● Work task: In the entries below, find every line with "router" and copy it.

● Entries supplied:

=== Section Start ===

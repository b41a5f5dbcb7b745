//! Application and interview workflow.
//!
//! An application moves `Applied -> Approved | Rejected` exactly once. Deciding an
//! application removes its interviews in the same transaction. Every step emits an in-app
//! notification and, where the job seeker should hear about it by mail, queues a message.

pub mod domain;
pub mod repository;
pub mod router;
pub mod service;

#[cfg(test)]
mod tests;

pub use domain::{
    ApplicantView, Application, ApplicationScope, ApplicationStatus, ApplicationSubmission,
    ApplicationSummary, Decision, Interview, InterviewRequest, InterviewStatus, InterviewUpdate,
    SeekerInterview,
};
pub use repository::HiringRepository;
pub use router::hiring_router;
pub use service::HiringWorkflowService;
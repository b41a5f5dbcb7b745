//! In-app notifications: record construction, listing with mark-read, unread counters.

pub mod domain;
pub mod emitter;
pub mod repository;
pub mod router;

pub use domain::{NewNotification, Notification, UserType};
pub use emitter::NotificationEmitter;
pub use repository::NotificationRepository;
pub use router::notification_router;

=== Section End ===

● Response to the task:
pub mod router;
pub use router::hiring_router;
pub mod router;
pub use router::notification_router;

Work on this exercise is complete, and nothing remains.